A l’échelle de l’humanité et même des pays les plus développés, il y a encore sous estimation des potentialités de l’investissement dans l’éducation pour faire reculer le sous développement, la pauvreté et promouvoir un développement humain et supportable à l’échelle de la planète.

Il faudrait analyser les contradictions entre les formes persistantes d’organisation du travail et des activités économiques et sociales à l’échelle de la planète et même dans les pays développés, et la nécessité de déployer les capacités créatrices pour une plus grande efficacité économique et sociale. Une prise en compte des exigences du développement de toute l’humanité, de la préservation de l’environnement, de contenus de travail plus intéressants, plus qualifiants, impliquerait d’autres formes d’organisation du travail, d’autres relations économiques au niveau mondial.

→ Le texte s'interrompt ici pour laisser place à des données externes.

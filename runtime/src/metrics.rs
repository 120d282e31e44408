//! Prometheus metrics.
//!
//! Every component records through the `metrics` facade; nothing is exported
//! until an application installs a recorder, for example with
//! [`MetricsServer`]:
//!
//! - `shardlink_requests_total{kind,outcome}`
//! - `shardlink_request_duration_seconds{kind}`
//! - `shardlink_late_replies_total`
//! - `shardlink_events_received_total`
//! - `shardlink_event_decode_failures_total`
//! - `shardlink_channel_recoveries_total`
//!
//! # Example
//!
//! ```rust,no_run
//! use shardlink_runtime::metrics::MetricsServer;
//!
//! # fn example() -> Result<(), Box<dyn std::error::Error>> {
//! let mut server = MetricsServer::new("0.0.0.0:9090".parse()?);
//! server.start()?;
//!
//! // Later, from your HTTP handler:
//! let body = server.render().unwrap_or_default();
//! # Ok(())
//! # }
//! ```

use metrics::{counter, describe_counter, describe_histogram, histogram};
use metrics_exporter_prometheus::{Matcher, PrometheusBuilder, PrometheusHandle};
use std::net::SocketAddr;
use std::time::Duration;
use thiserror::Error;

/// Errors from metrics operations.
#[derive(Error, Debug)]
pub enum MetricsError {
    /// Failed to build metrics exporter
    #[error("Failed to build metrics exporter: {0}")]
    Build(String),
    /// Failed to install metrics exporter
    #[error("Failed to install metrics exporter: {0}")]
    Install(String),
}

/// Installs the Prometheus recorder and renders scrapes.
pub struct MetricsServer {
    addr: SocketAddr,
    handle: Option<PrometheusHandle>,
}

impl MetricsServer {
    /// Create a server that will be advertised at `addr`.
    #[must_use]
    pub const fn new(addr: SocketAddr) -> Self {
        Self { addr, handle: None }
    }

    /// Describe every metric and install the recorder.
    ///
    /// # Errors
    ///
    /// Returns [`MetricsError`] if the exporter cannot be built or installed.
    /// A recorder that is already installed is not an error.
    pub fn start(&mut self) -> Result<(), MetricsError> {
        register_metrics();

        let builder = PrometheusBuilder::new()
            .set_buckets_for_metric(
                Matcher::Suffix("duration_seconds".to_string()),
                &[0.001, 0.005, 0.01, 0.025, 0.05, 0.1, 0.25, 0.5, 1.0, 2.5, 5.0],
            )
            .map_err(|e| MetricsError::Build(e.to_string()))?;

        match builder.install_recorder() {
            Ok(handle) => {
                self.handle = Some(handle);
                tracing::info!(addr = %self.addr, "Metrics recorder installed");
                Ok(())
            },
            Err(e) => {
                let message = e.to_string();
                if message.contains("already initialized") {
                    tracing::warn!("Metrics recorder already initialized, skipping");
                    Ok(())
                } else {
                    Err(MetricsError::Install(message))
                }
            },
        }
    }

    /// The installed handle, if this server installed the recorder.
    #[must_use]
    pub const fn handle(&self) -> Option<&PrometheusHandle> {
        self.handle.as_ref()
    }

    /// Render current metrics in the Prometheus text format.
    #[must_use]
    pub fn render(&self) -> Option<String> {
        self.handle.as_ref().map(PrometheusHandle::render)
    }
}

fn register_metrics() {
    describe_counter!(
        "shardlink_requests_total",
        "Requests dispatched, by kind and outcome"
    );
    describe_histogram!(
        "shardlink_request_duration_seconds",
        "Time from publish to classified outcome"
    );
    describe_counter!(
        "shardlink_late_replies_total",
        "Replies that arrived after their request was abandoned"
    );
    describe_counter!(
        "shardlink_events_received_total",
        "Broadcast events decoded and forwarded"
    );
    describe_counter!(
        "shardlink_event_decode_failures_total",
        "Broadcast deliveries dropped because they could not be decoded"
    );
    describe_counter!(
        "shardlink_channel_recoveries_total",
        "Explicit channel recoveries"
    );
}

/// Request path metrics.
pub struct RequestMetrics;

impl RequestMetrics {
    /// Record one finished request.
    pub fn record(kind: &'static str, outcome: &'static str, elapsed: Duration) {
        counter!("shardlink_requests_total", "kind" => kind, "outcome" => outcome).increment(1);
        histogram!("shardlink_request_duration_seconds", "kind" => kind)
            .record(elapsed.as_secs_f64());
    }
}

/// Consumer metrics.
pub struct ConsumerMetrics;

impl ConsumerMetrics {
    /// A reply found no waiting request.
    pub fn record_late_reply() {
        counter!("shardlink_late_replies_total").increment(1);
    }

    /// An event was forwarded.
    pub fn record_event() {
        counter!("shardlink_events_received_total").increment(1);
    }

    /// An event delivery could not be decoded.
    pub fn record_event_decode_failure() {
        counter!("shardlink_event_decode_failures_total").increment(1);
    }
}

/// Connection metrics.
pub struct ConnectionMetrics;

impl ConnectionMetrics {
    /// The channel was recreated on request.
    pub fn record_recovery() {
        counter!("shardlink_channel_recoveries_total").increment(1);
    }
}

Une meilleure reconnaissance des qualifications, compétences et professionnalités exigerait des analyses des capacités réellement mobilisées dans le travail. C’est à partir de ces analyses que l’on peut discuter des évolutions nécessaires à apporter aux contenus des formations, aux diplômes et certifications et à leur reconnaissance.

Il faut souligner les convergences objectives entre exigences du développement culturel, social, démocratique et conditions d’efficacité du développement économique. Il appartient à une organisation syndicale comme l’IE de souligner ces convergences, tout en mettant à jour les obstacles qui dans le contexte mondial d’aujourd’hui continuent à entraver le développement humain.